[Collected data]
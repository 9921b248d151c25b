//! Expand command implementation
//!
//! Expands a positive template, expands the user-supplied negative in
//! negative phase, derives mirrored exclusions from the positive template,
//! and merges the two negatives. Each of the three derivations uses its own
//! expander instance so their decision counters cannot cross-talk.

use anyhow::{bail, Context, Result};
use colored::Colorize;
use promptspin_core::{
    derive_exclusions_text, merge_text_lists, ExpanderConfig, Phase, PromptExpander,
};
use serde::Serialize;
use std::fs;
use std::process::ExitCode;

use super::wildcard_root;

/// Machine-readable output for `--json`.
#[derive(Serialize)]
struct ExpandOutput {
    text: String,
    negative: String,
    seed: u32,
    variety: u32,
}

/// Run the expand command.
#[allow(clippy::too_many_arguments)]
pub fn run(
    text: Option<&str>,
    file: Option<&str>,
    negative: Option<&str>,
    seed: u32,
    wildcards: Option<&str>,
    variety: u32,
    no_auto_negative: bool,
    json: bool,
) -> Result<ExitCode> {
    let template = match (text, file) {
        (Some(text), None) => text.to_string(),
        (None, Some(path)) => fs::read_to_string(path)
            .with_context(|| format!("Failed to read template file: {}", path))?,
        (Some(_), Some(_)) => bail!("pass either template text or --file, not both"),
        (None, None) => bail!("no template given (pass text or --file)"),
    };

    let config = ExpanderConfig::new(seed, wildcard_root(wildcards)).with_variety(variety);

    let positive = PromptExpander::new(config.clone()).expand(&template, Phase::Positive);

    let user_negative = PromptExpander::new(config.clone())
        .expand(negative.unwrap_or_default(), Phase::Negative);
    let exclusions = if no_auto_negative {
        String::new()
    } else {
        derive_exclusions_text(&template, &config)
    };
    let merged_negative = merge_text_lists([user_negative.as_str(), exclusions.as_str()]);

    if json {
        let output = ExpandOutput {
            text: positive,
            negative: merged_negative,
            seed,
            variety,
        };
        println!("{}", serde_json::to_string_pretty(&output)?);
    } else {
        println!("{} {}", "Positive:".cyan().bold(), positive);
        println!("{} {}", "Negative:".cyan().bold(), merged_negative);
        println!(
            "{} seed={} variety={}",
            "Lane:".dimmed(),
            seed,
            variety
        );
    }

    Ok(ExitCode::SUCCESS)
}

#[cfg(test)]
mod tests {
    use super::*;
    use std::fs;
    use tempfile::TempDir;

    #[test]
    fn test_run_with_corpus() {
        let dir = TempDir::new().unwrap();
        fs::write(dir.path().join("hair.txt"), "short\nlong\n").unwrap();
        fs::write(dir.path().join("mood-mir.txt"), "calm\nwild\n").unwrap();
        let root = dir.path().to_string_lossy().to_string();

        let result = run(
            Some("__hair__ hair, __mood-mir__"),
            None,
            Some("blurry"),
            42,
            Some(&root),
            0,
            false,
            true,
        );
        assert!(result.is_ok());
    }

    #[test]
    fn test_run_rejects_missing_template() {
        let result = run(None, None, None, 0, None, 0, false, false);
        assert!(result.is_err());
    }

    #[test]
    fn test_run_rejects_both_sources() {
        let result = run(Some("x"), Some("y.txt"), None, 0, None, 0, false, false);
        assert!(result.is_err());
    }
}
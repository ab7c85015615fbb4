use thiserror::Error;

/// Crate-wide error type.
///
/// The recipes deliberately do not translate or recover from library
/// failures; everything funnels into this enum so fixture code can `?`
/// freely and surface the original error as a test failure.
#[derive(Debug, Error)]
pub enum PrimerError {
    #[error("i/o error: {0}")]
    Io(#[from] std::io::Error),

    #[error("xlsx write error: {0}")]
    Xlsx(#[from] rust_xlsxwriter::XlsxError),

    #[error("workbook error: {0}")]
    Workbook(#[from] formualizer_workbook::IoError),

    #[error("engine error: {0}")]
    Engine(#[from] formualizer_common::ExcelError),

    #[error("csv import error: {0}")]
    Csv(#[from] csv::Error),

    #[error("invalid cell address `{0}`")]
    Address(String),
}
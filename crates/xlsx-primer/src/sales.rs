use rust_xlsxwriter::Worksheet;
use serde::{Deserialize, Serialize};

use crate::error::PrimerError;

/// One line of demo sales data.
///
/// `total` is derived from price and quantity, never stored.
#[derive(Clone, Debug, PartialEq, Serialize, Deserialize)]
pub struct Sale {
    pub id: u32,
    pub name: String,
    pub quantity: u32,
    pub unit_price: f64,
    #[serde(default)]
    pub discount: Option<f64>,
}

impl Sale {
    pub fn total(&self) -> f64 {
        self.unit_price * f64::from(self.quantity)
    }
}

impl std::fmt::Display for Sale {
    fn fmt(&self, f: &mut std::fmt::Formatter<'_>) -> std::fmt::Result {
        write!(f, "{}: {} * {}", self.name, self.quantity, self.unit_price)
    }
}

/// Deterministic stand-in for a real data source. Ids are assigned
/// sequentially per generator, starting at 1.
#[derive(Debug, Default)]
pub struct SalesGenerator {
    next_id: u32,
}

const CATALOG: &[(&str, f64, u32, Option<f64>)] = &[
    ("Nails", 3.99, 37, None),
    ("Hammer", 12.10, 5, Some(0.1)),
    ("Saw", 15.37, 12, None),
    ("Drill", 89.90, 2, Some(0.05)),
    ("Tape measure", 7.25, 14, None),
];

impl SalesGenerator {
    pub fn new() -> Self {
        Self::default()
    }

    /// Up to `amount` rows from the catalog.
    pub fn take(&mut self, amount: usize) -> Vec<Sale> {
        CATALOG
            .iter()
            .take(amount)
            .map(|&(name, unit_price, quantity, discount)| {
                self.next_id += 1;
                Sale {
                    id: self.next_id,
                    name: name.to_string(),
                    quantity,
                    unit_price,
                    discount,
                }
            })
            .collect()
    }
}

/// Read sales rows from CSV text with a header line
/// (`id,name,quantity,unit_price,discount`; an empty discount field maps to
/// `None`).
pub fn sales_from_csv<R: std::io::Read>(reader: R) -> Result<Vec<Sale>, PrimerError> {
    let mut csv_reader = csv::Reader::from_reader(reader);
    let mut sales = Vec::new();
    for record in csv_reader.deserialize() {
        sales.push(record?);
    }
    tracing::debug!(rows = sales.len(), "imported sales from csv");
    Ok(sales)
}

/// Write one worksheet row per sale starting at `first_row` (0-based).
///
/// Column layout matches the record projection used throughout the tours:
/// id, name, quantity, unit price, base total (derived), discount.
pub fn write_sales(
    sheet: &mut Worksheet,
    first_row: u32,
    sales: &[Sale],
) -> Result<(), PrimerError> {
    for (i, sale) in sales.iter().enumerate() {
        let row = first_row + i as u32;
        sheet.write_number(row, 0, f64::from(sale.id))?;
        sheet.write_string(row, 1, sale.name.as_str())?;
        sheet.write_number(row, 2, f64::from(sale.quantity))?;
        sheet.write_number(row, 3, sale.unit_price)?;
        sheet.write_number(row, 4, sale.total())?;
        if let Some(discount) = sale.discount {
            sheet.write_number(row, 5, discount)?;
        }
    }
    Ok(())
}
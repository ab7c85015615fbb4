use rust_xlsxwriter::{Color, Format, Worksheet};

use crate::error::PrimerError;

/// The house header look: bold white text on a dark blue fill.
pub fn header_format() -> Format {
    Format::new()
        .set_bold()
        .set_font_color(Color::White)
        .set_background_color(Color::RGB(0x00008B))
}

/// Write consecutive styled header cells on `row` starting at `first_col`.
/// Returns the first column after the headers.
pub fn write_headers(
    sheet: &mut Worksheet,
    row: u32,
    first_col: u16,
    titles: &[&str],
) -> Result<u16, PrimerError> {
    let format = header_format();
    for (i, title) in titles.iter().enumerate() {
        sheet.write_string_with_format(row, first_col + i as u16, *title, &format)?;
    }
    Ok(first_col + titles.len() as u16)
}
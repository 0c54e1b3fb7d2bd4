//! Filesystem primitives for the alr test driver
//!
//! Provides whole-file reads and atomic overwrites, recursive directory
//! copies, and the lockfile timestamp reset that makes a hand-edited
//! manifest look newer than its lockfile.

pub mod constants;
pub mod error;
pub mod io;

pub use constants::AlrPath;
pub use error::{Error, Result};
pub use io::{absolute_dir, copy_dir_all, make_stale, read_text, write_atomic, write_text};
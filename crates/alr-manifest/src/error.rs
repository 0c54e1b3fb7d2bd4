//! Error types for alr-manifest

/// Result type for alr-manifest operations
pub type Result<T> = std::result::Result<T, Error>;

/// Errors that can occur while editing a manifest
#[derive(Debug, thiserror::Error)]
pub enum Error {
    /// A removal targeted an entry that is not in the manifest
    #[error("Could not remove crate {crate_name} from [[{array}]] in manifest:\n{manifest}")]
    EntryNotFound {
        array: String,
        crate_name: String,
        manifest: String,
    },

    /// Mutually exclusive options were combined
    #[error("Conflicting options: {0}")]
    ConflictingOptions(String),

    #[error("Invalid {what}: {reason}")]
    InvalidValue { what: String, reason: String },

    /// A delegated edit was requested without letting `alr` update
    #[error("Update cannot be disabled when using the command-line interface ({operation})")]
    UpdateRequired { operation: String },

    #[error("Failed to parse {what}: {message}")]
    Parse { what: String, message: String },

    /// Filesystem error from alr-fs
    #[error(transparent)]
    Fs(#[from] alr_fs::Error),

    /// Invocation error from alr-process
    #[error(transparent)]
    Process(#[from] alr_process::Error),
}

impl Error {
    pub fn invalid(what: impl Into<String>, reason: impl Into<String>) -> Self {
        Self::InvalidValue {
            what: what.into(),
            reason: reason.into(),
        }
    }

    pub fn conflict(message: impl Into<String>) -> Self {
        Self::ConflictingOptions(message.into())
    }

    /// Whether this is a validation failure raised before any mutation.
    pub fn is_validation(&self) -> bool {
        matches!(self, Self::ConflictingOptions(_) | Self::InvalidValue { .. })
    }
}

● **EXERCISE**:
If a line above holds the string "message", return it as it stands.

● **SOLUTION TO THE EXERCISE**:
    #[error("Failed to parse {what}: {message}")]
    Parse { what: String, message: String },
    pub fn conflict(message: impl Into<String>) -> Self {
        Self::ConflictingOptions(message.into())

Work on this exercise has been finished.